WHEEEEEE! Oh, man, it is sunny and warm and feels GREAT! I just LOVE this time of year: not too many bugs, the butterflies are out (saw my first one, an Alaska blue, down by the post office a few days ago--here's another nice photo), no smoke, hardly any rain, very few tourists, and it's not too hot! Well, the frost the other night was a bit chilly, but still!
A whole bunch of people turned up (late, of course, most of them--no need to hurry) for planting flowers around the village on Sunday. (This was the first EMCE event.) Mayor Hannah and Monique went off to Plant Kingdom to buy a bunch of flowers for the Eagle and the village, so at first it was just me and my nasturtiums and sunflowers and Scott Allen. Then Kate showed up, and then Maggie, and then the ball got rolling. Richard Gumm brought a bunch of vegetable-rated municipal compost. George Gianakopoulos showed up in straw hat and with a humongous amount of nasturtiums, marigolds, lettuces, sunflowers, and mysterious mixed whatnots from Calypso Farm, donated to the village! Dwight Deely brought petunias. Then Hannah and Monique came back with a whole flat of lobelias and some other goodies. (I took a bunch of photos, but now of course I can't find my camera so you'll all have to wait until later to see the festivities.)
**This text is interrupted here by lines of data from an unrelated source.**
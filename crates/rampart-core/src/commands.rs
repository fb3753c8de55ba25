//! Player commands sent from the host to the simulation.
//!
//! Commands queued on the engine are applied at the next step boundary. The
//! same intents are also available as direct engine methods for hosts that
//! want the result immediately.

use serde::{Deserialize, Serialize};

use crate::enums::TowerKind;

/// All possible player intents.
#[derive(Debug, Clone, PartialEq, Serialize, Deserialize)]
#[serde(tag = "type")]
pub enum PlayerCommand {
    // --- Waves ---
    /// Begin spawning the current wave. Ignored while a wave is running.
    StartWave,

    // --- Shop / placement ---
    /// Enter placement mode for a tower kind.
    RequestPlacement { kind: TowerKind },
    /// Place the pending tower at a point.
    ConfirmPlacement { x: f64, y: f64 },
    /// Leave placement mode.
    CancelPlacement,
    /// Select the tower under a point (clears the selection on a miss).
    SelectTowerAt { x: f64, y: f64 },

    // --- Simulation control ---
    SetPaused { paused: bool },
    /// Throw away all state and start over with the same configuration.
    Restart,
}
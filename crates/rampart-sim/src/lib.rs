//! Simulation engine for RAMPART.
//!
//! Owns the hecs ECS world, advances it one host frame at a time, and
//! produces GameStateSnapshots for the renderer.

pub mod economy;
pub mod engine;
pub mod handles;
pub mod placement;
pub mod replay;
pub mod systems;
pub mod world_setup;

pub use engine::{ConfigError, SimConfig, SimulationEngine};
pub use rampart_core as core;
So we were mixing dirt and sand and compost and peat and putting it in buckets and pots and old oil drums and boxes and who knows whatall and then planting a dizzying selection of flowering greeneries. Hannah and I planted stuff in the buckets around the old post office/library annex (that's officially the Old Post Office Espresso Library Annex, or OPOELA for those of you who like acronyms). Scott drove Kate and I down Village Road, stopping every twenty feet or so so that we could unload yet another basket or bucket and place it by the roadside. It was a blast, and I forgot clean about going over to Molly's at 3 to review the paperwork for our ECA nonprofit status. I was planting until after 6 pm!
Kate and I went down to the park and planted a couple of the planters. One of them we stuffed full of sunflowers. Somebody, Ruth, I think, had prepared the soil (but there was no sign of the perennials we'd planted last year, so they may have gotten dug up by accident, alas). She'd planted a park planter before the big frost, but everything looked pretty good, actually.
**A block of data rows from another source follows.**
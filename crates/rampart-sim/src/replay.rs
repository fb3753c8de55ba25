//! Deterministic replay of recorded host input.
//!
//! A replay is the sequence of `(commands, elapsed)` pairs a host fed the
//! engine. Running it again through a fresh engine reproduces the same events
//! and final state exactly.

use serde::{Deserialize, Serialize};

use rampart_core::commands::PlayerCommand;
use rampart_core::events::SimEvent;
use rampart_core::state::GameStateSnapshot;

use crate::engine::{SimConfig, SimulationEngine};

/// One host frame: commands issued before the step, then the step itself.
#[derive(Debug, Clone, PartialEq, Serialize, Deserialize)]
pub struct ReplayFrame {
    #[serde(default)]
    pub commands: Vec<PlayerCommand>,
    pub elapsed_ms: f64,
}

impl ReplayFrame {
    pub fn idle(elapsed_ms: f64) -> Self {
        Self {
            commands: Vec::new(),
            elapsed_ms,
        }
    }
}

/// Everything a replay produced.
#[derive(Debug, Clone, Serialize, Deserialize)]
pub struct ReplayOutcome {
    /// Events from every step, in order.
    pub events: Vec<SimEvent>,
    /// State after the last frame.
    pub snapshot: GameStateSnapshot,
}

/// Feed `frames` through a new engine built from `config`.
pub fn run_replay(config: SimConfig, frames: &[ReplayFrame]) -> ReplayOutcome {
    let mut engine = SimulationEngine::new(config);
    let mut events = Vec::new();
    for frame in frames {
        engine.queue_commands(frame.commands.iter().cloned());
        events.extend(engine.step(frame.elapsed_ms));
    }
    ReplayOutcome {
        events,
        snapshot: engine.snapshot(),
    }
}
We brought eight hanging baskets down to the gazebo to hang up once we get hooks (and the rafters have been varnished). The old partially collapsed 55-gallon oil drum that was there and filling up with leaves we cleaned up a bit and filled up with dirt, and planted with a selection of mystery plants. Plus a nasturtium. Or two.
Hans has been working like mad on the gazebo, and now all the copper is on the cupola and the edge of roof, and a lot of the siding has been given its first coat of stain (I did a bunch of it yesterday afternoon and will finish it up tonight). He finished up the bracing yesterday (it looks so COOL!) and is going to work on the rough sanding tonight. Kate gave him some iced tea from the planting day; we drank some that day and then took the rest home. I took home the leftover pots and flats and a few flowers that didn't get planted, and then yesterday planted the remainder. Hannah and I brought the last few pots over to the OPOELA.
And I finally planted my garden, such as it is, with some of the leftover lettuce starts. My sunflowers and nasturtiums are finally coming up--I've got flats and flats of them. I'm going to be in real trouble once they start needing permanent homes. The squash seeds I saved from last year, French ronde de Nice that I got originally from Seeds of Change, FINALLY started to sprout. I was afraid that they'd maybe not ripened enough and were infertile, but nope, it looks like I'm going to be zucchiniing the neighborhood later this summer...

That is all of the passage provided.